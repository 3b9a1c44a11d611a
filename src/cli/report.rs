//! Report formatting and printing utilities.
//!
//! Separate from the pipeline so hamlkey can be used as a library.

use std::io::Write;

use colored::Colorize;
use unicode_width::UnicodeWidthStr;

use crate::extract::DocumentTrace;
use crate::pipeline::FileReport;

/// Success mark for consistent output formatting.
pub const SUCCESS_MARK: &str = "\u{2713}"; // ✓

/// Failure mark for consistent output formatting.
pub const FAILURE_MARK: &str = "\u{2718}"; // ✘

/// A template that could not be processed.
#[derive(Debug)]
pub struct FileFailure {
    pub path: String,
    pub error: anyhow::Error,
}

/// Everything an extract run did.
#[derive(Debug, Default)]
pub struct ExtractSummary {
    pub reports: Vec<FileReport>,
    pub failures: Vec<FileFailure>,
    pub traces: Vec<DocumentTrace>,
    pub catalog_path: String,
}

impl ExtractSummary {
    pub fn replaced(&self) -> usize {
        self.reports.iter().map(|r| r.stats.replaced).sum()
    }

    pub fn keys_added(&self) -> usize {
        self.reports.iter().map(|r| r.keys.added).sum()
    }

    pub fn keys_updated(&self) -> usize {
        self.reports.iter().map(|r| r.keys.updated).sum()
    }
}

pub fn print_extract_summary_to<W: Write>(summary: &ExtractSummary, verbose: bool, writer: &mut W) {
    let changed: Vec<&FileReport> = summary
        .reports
        .iter()
        .filter(|r| verbose || r.stats.replaced > 0 || r.aborted_at.is_some())
        .collect();

    let width = changed
        .iter()
        .map(|r| UnicodeWidthStr::width(r.path.to_string_lossy().as_ref()))
        .max()
        .unwrap_or(0);

    for report in changed {
        let path = report.path.to_string_lossy();
        let padding = " ".repeat(width - UnicodeWidthStr::width(path.as_ref()));
        let mut line = format!(
            "  {}{}  {} replaced",
            path.cyan(),
            padding,
            report.stats.replaced
        );
        if report.stats.declined > 0 {
            line.push_str(&format!(", {} declined", report.stats.declined));
        }
        if report.stats.tagged > 0 {
            line.push_str(&format!(", {} tagged", report.stats.tagged));
        }
        if let Some(at) = report.aborted_at {
            line.push_str(&format!(", {}", format!("unchanged from line {}", at).yellow()));
        }
        if let Some(written) = &report.written
            && written != &report.path
        {
            line.push_str(&format!(" -> {}", written.display()));
        }
        let _ = writeln!(writer, "{}", line);
    }

    if verbose {
        for trace in &summary.traces {
            let _ = writeln!(
                writer,
                "  {} {} lines, {} proposed",
                trace.path.display().to_string().dimmed(),
                trace.line_count,
                trace.stats.proposed
            );
        }
    }

    for failure in &summary.failures {
        let _ = writeln!(
            writer,
            "{} {}: {:#}",
            "error:".bold().red(),
            failure.path,
            failure.error
        );
    }

    let files = summary.reports.len();
    let mut message = format!(
        "Extracted {} {} from {} {} into {}",
        summary.replaced(),
        plural(summary.replaced(), "text", "texts"),
        files,
        plural(files, "template", "templates"),
        summary.catalog_path
    );
    let (added, updated) = (summary.keys_added(), summary.keys_updated());
    if added + updated > 0 {
        message.push_str(&format!(
            " ({} {} added, {} updated)",
            added,
            plural(added, "key", "keys"),
            updated
        ));
    }

    if summary.failures.is_empty() {
        let _ = writeln!(writer, "{} {}", SUCCESS_MARK.green(), message.green());
    } else {
        let _ = writeln!(
            writer,
            "{} {} ({} {} failed)",
            FAILURE_MARK.red(),
            message.red(),
            summary.failures.len(),
            plural(summary.failures.len(), "template", "templates")
        );
    }
}

fn plural<'a>(count: usize, one: &'a str, many: &'a str) -> &'a str {
    if count == 1 { one } else { many }
}

#[cfg(test)]
mod tests {
    use std::path::PathBuf;

    use super::*;
    use crate::extract::LineStats;
    use crate::store::MergeStats;

    fn report(path: &str, replaced: usize) -> FileReport {
        report_with_keys(
            path,
            replaced,
            MergeStats {
                added: replaced,
                ..Default::default()
            },
        )
    }

    fn report_with_keys(path: &str, replaced: usize, keys: MergeStats) -> FileReport {
        FileReport {
            path: PathBuf::from(path),
            scope: "home.index".to_string(),
            stats: LineStats {
                proposed: replaced,
                replaced,
                declined: 0,
                tagged: 0,
            },
            keys,
            aborted_at: None,
            written: None,
        }
    }

    fn render(summary: &ExtractSummary, verbose: bool) -> String {
        let mut out = Vec::new();
        print_extract_summary_to(summary, verbose, &mut out);
        String::from_utf8(out).unwrap()
    }

    #[test]
    fn test_summary_lists_changed_templates() {
        let summary = ExtractSummary {
            reports: vec![
                report("app/views/home/index.html.haml", 2),
                report("app/views/home/empty.html.haml", 0),
            ],
            catalog_path: "config/locales/en.json".to_string(),
            ..Default::default()
        };

        let output = render(&summary, false);
        assert!(output.contains("index.html.haml"));
        assert!(!output.contains("empty.html.haml"));
        assert!(output.contains(
            "Extracted 2 texts from 2 templates into config/locales/en.json (2 keys added, 0 updated)"
        ));
    }

    #[test]
    fn test_summary_counts_catalog_keys() {
        let summary = ExtractSummary {
            reports: vec![
                report_with_keys(
                    "a.haml",
                    3,
                    MergeStats {
                        added: 1,
                        updated: 1,
                        kept: 1,
                    },
                ),
                report_with_keys("b.haml", 0, MergeStats::default()),
            ],
            catalog_path: "en.json".to_string(),
            ..Default::default()
        };

        let output = render(&summary, false);
        assert!(output.contains("into en.json (1 key added, 1 updated)"));

        let quiet = ExtractSummary {
            reports: vec![report("a.haml", 0)],
            catalog_path: "en.json".to_string(),
            ..Default::default()
        };
        assert!(!render(&quiet, false).contains("added"));
    }

    #[test]
    fn test_summary_reports_failures() {
        let summary = ExtractSummary {
            reports: vec![report("a.haml", 1)],
            failures: vec![FileFailure {
                path: "b.haml".to_string(),
                error: anyhow::anyhow!("invalid HAML syntax"),
            }],
            catalog_path: "en.json".to_string(),
            ..Default::default()
        };

        let output = render(&summary, false);
        assert!(output.contains("b.haml: invalid HAML syntax"));
        assert!(output.contains("Extracted 1 text from 1 template into en.json"));
        assert!(output.contains("1 template failed"));
    }

    #[test]
    fn test_plural() {
        assert_eq!(plural(1, "file", "files"), "file");
        assert_eq!(plural(0, "file", "files"), "files");
    }
}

======

Scan the material above for the string "error" and copy every line that has it.

*Solved problem*.
    pub error: anyhow::Error,
            "error:".bold().red(),
            failure.error
                error: anyhow::anyhow!("invalid HAML syntax"),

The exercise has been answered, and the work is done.